По стеклам забарабанил дождь. На пляже началось столпотворение: люди сломя голову бежали под полосатые навесы.
— Значит, эти полтораста человек на базе работают… — начал я, но она перебила:
— Не работают, а работали. Их всех недавно уволили. В один день. Сунули каждому выходное пособие — и под зад коленкой! Благодетели!
«Вот это улов! — подумал я. — Если к тому же окажется, что юс лишили работы после землетрясенья в Сигоне, то…»
— Антонелла, слушай внимательно. Как можно скорее ты должна узнать примерную дату их увольнения. Это главное. И причину. Кто и как им объяснил, что база больше не нуждается в их услугах? Переговори с Винченцо. Узнай у него поподробнее о Поющей горе. Разыщи его, добудь хоть из-под земли. Но обо мне не упоминай, ладно? Парень он надежный? Порядочный?
— Порядочный и надежный. Иначе не стал бы моим мужем, — сказала Антонелла Маццанти.

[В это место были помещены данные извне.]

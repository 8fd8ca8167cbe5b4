#[cfg(test)]
mod association_test;

pub(crate) mod state;
pub(crate) mod stats;
pub(crate) mod stream;
pub(crate) mod timer;

pub use self::state::AssociationState;
pub use self::stats::AssociationStats;
pub use self::timer::Timer;

use crate::address::{Scope, TransportAddr};
use crate::chunk::InboundChunk;
use crate::config::{EndpointConfig, SocketConfig, DEFAULT_PEER_RWND, RWND_MIN};
use crate::error::{Error, Result};
use crate::queue::{InboundQueue, OutboundQueue};
use crate::shared::{
    EndpointEvent, EndpointEventInner, PeerAddressChange, PeerAddressState, TransportCmd,
};
use crate::transport::{Transport, TransportState};
use crate::tsn_map::{Gap, TsnMap};
use self::stream::SsnMap;
use self::timer::{RtoManager, TimerTable, ACK_INTERVAL};

use log::{debug, error, trace, warn};
use std::collections::VecDeque;
use std::sync::atomic::{AtomicBool, AtomicUsize, Ordering};
use std::sync::Arc;
use std::time::{Duration, Instant};
use tinyvec::TinyVec;

/// Peer parameters learned from a completed handshake, merged into an
/// existing association by [`Association::update`].
#[derive(Debug, Clone)]
pub struct HandshakeInfo {
    pub peer_vtag: u32,
    /// Our initial TSN for the (possibly restarted) association.
    pub initial_tsn: u32,
    /// The peer's initial TSN.
    pub peer_initial_tsn: u32,
    pub peer_rwnd: u32,
    pub sack_needed: bool,
    pub peer_ecn_capable: bool,
}

/// The external state machine that drives association state transitions.
///
/// `dispatch` receives each inbound chunk together with a snapshot of the
/// state it arrived in. The implementation may tear the association down
/// as a side effect (via [`Association::teardown`]); the drain loop
/// detects that and stops.
pub trait ChunkDispatcher {
    fn dispatch(
        &mut self,
        now: Instant,
        state: AssociationState,
        assoc: &mut Association,
        chunk: &InboundChunk,
    ) -> Result<()>;
}

/// An expired timer reported by [`Association::handle_timeout`].
#[derive(Debug, Copy, Clone, PartialEq, Eq)]
pub struct Timeout {
    pub timer: Timer,
    /// How many times this class has now expired without being stopped.
    pub n_retrans: u32,
}

/// A logical SCTP session between a local endpoint and one remote peer
/// that may be reachable at several addresses.
///
/// The association owns its transports, sequence-number generators, and
/// timers; the endpoint, packet codec, and state machine collaborate with
/// it through narrow seams. All mutating operations take `&mut self`: the
/// caller serializes access, this type does no internal locking. The
/// reference count is the one cross-context-safe piece of state — timers
/// and queue callbacks that outlive a call [`retain`](Self::retain) the
/// association and [`release`](Self::release) it when done.
pub struct Association {
    // shared owners, released at destroy
    endpoint_config: Option<Arc<EndpointConfig>>,
    socket_config: Option<Arc<SocketConfig>>,

    // lifetime accounting
    refcnt: AtomicUsize,
    dead: AtomicBool,
    destroyed: bool,
    endpoint_events: VecDeque<EndpointEvent>,

    state: AssociationState,
    scope: Scope,
    my_vtag: u32,
    peer_vtag: u32,
    my_port: u16,
    peer_port: u16,

    // sequence numbers
    my_next_tsn: u32,
    ctsn_ack_point: u32,
    unack_data: u32,
    streams: SsnMap,
    tsn_map: TsnMap,

    // local addresses
    bind_addrs: Vec<TransportAddr>,

    // peer transports and path roles (indices into `transports`)
    transports: Vec<Transport>,
    primary_path: Option<usize>,
    active_path: Option<usize>,
    retran_path: Option<usize>,
    shutdown_last_sent_to: Option<usize>,
    last_data_from: Option<usize>,

    pathmtu: u32,
    frag_point: u32,

    // peer parameters
    peer_rwnd: u32,
    my_rwnd: u32,
    sack_needed: bool,
    peer_ecn_capable: bool,

    // failure thresholds
    max_retrans: u32,
    max_retrans_path: u32,
    overall_error_count: u32,
    overall_error_threshold: u32,

    // timing, copied out of socket options at creation
    rto_initial: Duration,
    rto_min: Duration,
    rto_max: Duration,
    hb_interval: Duration,
    cookie_life: Duration,
    autoclose: Option<Duration>,
    timers: TimerTable,

    // queues and notification channels
    inqueue: InboundQueue,
    outqueue: OutboundQueue,
    ulp_events: VecDeque<PeerAddressChange>,

    pub(crate) stats: AssociationStats,
    sock_error: Option<Error>,
}
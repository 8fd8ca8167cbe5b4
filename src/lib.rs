//! Association and transport state management for the SCTP protocol
//!
//! [SCTP](https://en.wikipedia.org/wiki/Stream_Control_Transmission_Protocol), defined in RFC 4960,
//! connects two endpoints that may each be reachable at several IP addresses. This crate contains
//! a fully deterministic implementation of the association layer of that protocol: transport
//! registration and path selection across a multi-homed peer, TSN and per-stream SSN allocation,
//! reference-counted association lifetime, and the timer and queue bookkeeping that surrounds
//! them. It contains no networking code and never reads the system clock; every time-sensitive
//! operation takes its `Instant` from the caller.
//!
//! The packet codec, the state-machine rules that react to individual chunk types, and the socket
//! API are external collaborators reached through narrow seams: chunks arrive through an
//! association's input queue and are drained through a [`ChunkDispatcher`], outbound chunks wait
//! in an [`OutboundQueue`] that consults per-path congestion state, and lifecycle events flow back
//! to the owning [`Endpoint`] for slot reclamation.

#![warn(rust_2018_idioms)]
#![allow(dead_code)]

mod address;
pub use crate::address::{Scope, TransportAddr};

mod association;
pub use crate::association::{
    Association, AssociationState, AssociationStats, ChunkDispatcher, HandshakeInfo, Timeout,
    Timer,
};

mod chunk;
pub use crate::chunk::{
    ChunkType, InboundChunk, OutboundChunk, CT_ABORT, CT_COOKIE_ACK, CT_COOKIE_ECHO, CT_ERROR,
    CT_HEARTBEAT, CT_HEARTBEAT_ACK, CT_INIT, CT_INIT_ACK, CT_PAYLOAD_DATA, CT_SACK, CT_SHUTDOWN,
    CT_SHUTDOWN_ACK, CT_SHUTDOWN_COMPLETE,
};

mod config;
pub use crate::config::{EndpointConfig, SocketConfig};

mod endpoint;
pub use crate::endpoint::{AssociationHandle, Endpoint};

mod error;
pub use crate::error::{Error, Result};

mod queue;
pub use crate::queue::{InboundQueue, OutboundQueue};

mod shared;
pub use crate::shared::{
    AssociationId, EndpointEvent, PeerAddressChange, PeerAddressState, TransportCmd,
};

mod transport;
pub use crate::transport::{CwndLowerReason, InflightChunk, Transport, TransportState};

mod tsn_map;
pub use crate::tsn_map::Gap;

mod util;
pub use crate::util::{RandomVerificationTagGenerator, VerificationTagGenerator};
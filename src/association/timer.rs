use std::time::{Duration, Instant};

/// Delayed-ack interval.
pub(crate) const ACK_INTERVAL: Duration = Duration::from_millis(200);

const TIMER_COUNT: usize = 7;

/// The timeout classes an association arms, one slot each.
#[derive(Debug, Copy, Clone, Ord, PartialOrd, Eq, PartialEq)]
pub enum Timer {
    T1Init = 0,
    T1Cookie = 1,
    T2Shutdown = 2,
    T3Rtx = 3,
    Heartbeat = 4,
    Ack = 5,
    Autoclose = 6,
}

impl Timer {
    pub(crate) const VALUES: [Self; TIMER_COUNT] = [
        Timer::T1Init,
        Timer::T1Cookie,
        Timer::T2Shutdown,
        Timer::T3Rtx,
        Timer::Heartbeat,
        Timer::Ack,
        Timer::Autoclose,
    ];
}

/// A table of deadlines, one per distinct kind of `Timer`.
///
/// Arming a slot takes one reference on the owning association; expiry or
/// cancellation releases it. The `Option` in each slot is the claim:
/// whoever takes it owns the release, so the release happens at most
/// once no matter how a pending timer ends.
#[derive(Debug, Copy, Clone, Default)]
pub(crate) struct TimerTable {
    deadline: [Option<Instant>; TIMER_COUNT],
    retrans: [u32; TIMER_COUNT],
}

impl TimerTable {
    pub fn new() -> Self {
        TimerTable::default()
    }

    /// Arm a timer. Retransmission classes back off exponentially with the
    /// attempt count, clamped at `rto_max`. Returns whether the slot was
    /// newly armed, in which case the caller must take a reference.
    pub fn start(
        &mut self,
        timer: Timer,
        now: Instant,
        interval: Duration,
        rto_max: Duration,
    ) -> bool {
        let interval = match timer {
            Timer::T1Init | Timer::T1Cookie | Timer::T2Shutdown | Timer::T3Rtx => {
                backoff(interval, self.retrans[timer as usize], rto_max)
            }
            _ => interval,
        };

        let newly_armed = self.deadline[timer as usize].is_none();
        self.deadline[timer as usize] = Some(now + interval);
        newly_armed
    }

    /// Cancel a timer. Returns whether the slot was armed; the caller
    /// releases the timer's reference only on `true`.
    pub fn stop(&mut self, timer: Timer) -> bool {
        self.retrans[timer as usize] = 0;
        self.deadline[timer as usize].take().is_some()
    }

    pub fn get(&self, timer: Timer) -> Option<Instant> {
        self.deadline[timer as usize]
    }

    pub fn next_timeout(&self) -> Option<Instant> {
        self.deadline.iter().filter_map(|&x| x).min()
    }

    /// Claim an expired timer: clears the deadline and counts the expiry.
    /// Returns the attempt number, or `None` when the slot is not armed or
    /// not yet due.
    pub fn expire(&mut self, timer: Timer, after: Instant) -> Option<u32> {
        match self.deadline[timer as usize] {
            Some(deadline) if deadline <= after => {
                self.deadline[timer as usize] = None;
                self.retrans[timer as usize] += 1;
                Some(self.retrans[timer as usize])
            }
            _ => None,
        }
    }

    pub fn retrans_count(&self, timer: Timer) -> u32 {
        self.retrans[timer as usize]
    }
}

fn backoff(rto: Duration, n_rtos: u32, rto_max: Duration) -> Duration {
    // RFC 4960 sec 6.3.3: back off the timer by doubling per expiry,
    // bounded above by RTO.Max.
    if n_rtos < 31 {
        rto.checked_mul(1 << n_rtos).unwrap_or(rto_max).min(rto_max)
    } else {
        rto_max
    }
}

const RTO_ALPHA: u64 = 1;
const RTO_BETA: u64 = 2;
const RTO_BASE: u64 = 8;

/// RtoManager manages retransmission timeout values for one transport.
/// This is an implementation of RFC 4960 sec 6.3.1, with the bounds taken
/// from socket configuration rather than fixed constants.
#[derive(Debug, Clone)]
pub(crate) struct RtoManager {
    pub(crate) srtt: u64,
    pub(crate) rttvar: f64,
    pub(crate) rto: u64,
    rto_initial: u64,
    rto_min: u64,
    rto_max: u64,
    no_update: bool,
}

impl RtoManager {
    pub(crate) fn new(initial: Duration, min: Duration, max: Duration) -> Self {
        RtoManager {
            srtt: 0,
            rttvar: 0.0,
            rto: initial.as_millis() as u64,
            rto_initial: initial.as_millis() as u64,
            rto_min: min.as_millis() as u64,
            rto_max: max.as_millis() as u64,
            no_update: false,
        }
    }

    /// Bounds from RFC 4960 sec 15 (3s initial, 1s min, 60s max).
    pub(crate) fn default_bounds() -> Self {
        RtoManager::new(
            Duration::from_millis(3000),
            Duration::from_millis(1000),
            Duration::from_millis(60000),
        )
    }

    /// set_new_rtt takes a newly measured RTT and adjusts the RTO, in
    /// msec. Returns the smoothed RTT.
    pub(crate) fn set_new_rtt(&mut self, rtt: u64) -> u64 {
        if self.no_update {
            return self.srtt;
        }

        if self.srtt == 0 {
            // First measurement
            self.srtt = rtt;
            self.rttvar = rtt as f64 / 2.0;
        } else {
            // Subsequent rtt measurement
            self.rttvar = ((RTO_BASE - RTO_BETA) as f64 * self.rttvar
                + RTO_BETA as f64 * (self.srtt as i64 - rtt as i64).abs() as f64)
                / RTO_BASE as f64;
            self.srtt = ((RTO_BASE - RTO_ALPHA) * self.srtt + RTO_ALPHA * rtt) / RTO_BASE;
        }

        self.rto = (self.srtt + (4.0 * self.rttvar) as u64)
            .max(self.rto_min)
            .min(self.rto_max);

        self.srtt
    }

    pub(crate) fn get_rto(&self) -> Duration {
        Duration::from_millis(self.rto)
    }

    /// Reset the RTO variables to the initial values.
    pub(crate) fn reset(&mut self) {
        if self.no_update {
            return;
        }

        self.srtt = 0;
        self.rttvar = 0.0;
        self.rto = self.rto_initial;
    }

    /// Pin the RTO for testing.
    #[cfg(test)]
    pub(crate) fn set_rto(&mut self, rto: u64, no_update: bool) {
        self.rto = rto;
        self.no_update = no_update;
    }
}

Понедельник и вторник я провел в Чивите. Зденек не зря восхищался античным бассейном. Мозаика на дне — нереиды и тритоны с дарами моря — открывалась во всем великолепии. Но истинным шедевром был центральный рельеф с временами года, где по кругу изображались бесхитростные сцены мирной жизни: сбор плодов и винограда, жатва, заклепывание бочек, собирание хвороста, закалывание свиней, Среди развалин храма Геракла обнаружились осколки еще одной мозаики, сильно пострадавшей. То была восседающая на слоне женщина со строгим взором и крутым подбородком — несомненно, богиня правосудия.
Как и наметил Учитель, я с рабочими заложил раскоп на вершине холма, рядом с Дозорной башней. Под брусчаткой пошла бурая глина, мелкие камни. Я бы и сам взялся за лом или лопату, но нарывала рука: следы удара по колючей проволоке той ночью.
Ближе к вечеру хлынул дождь. Я отпустил рабочих, лег подремать, но сразу заснул.
Проснулся без четверти двенадцать. Дождь стучал по брезенту. Хотелось пить, и я залпом опрокинул два стакана компота. Натянул дождевик. Спустился, скользя на камнях, к морю. Даже скала Чивиты не различалась во тьме. Море рокотало. Я брел наугад, пока не наткнулся на колючую проволоку.
В дождевой пелене за стальной паутиной внезапно обозначилось лицо. Я не заметил, откуда оно появилось.
— Снежнолицая…
— Зови меня лучше Эоной… Что у тебя с рукой?
— Напоролся на ржавую проволоку. Заживет.
Она протянула руки сквозь паутину ко мне, и я с замершим сердцем вложил в них свою. Незабинтованные кончики пальцев ощутили ее гладкую холодную кожу.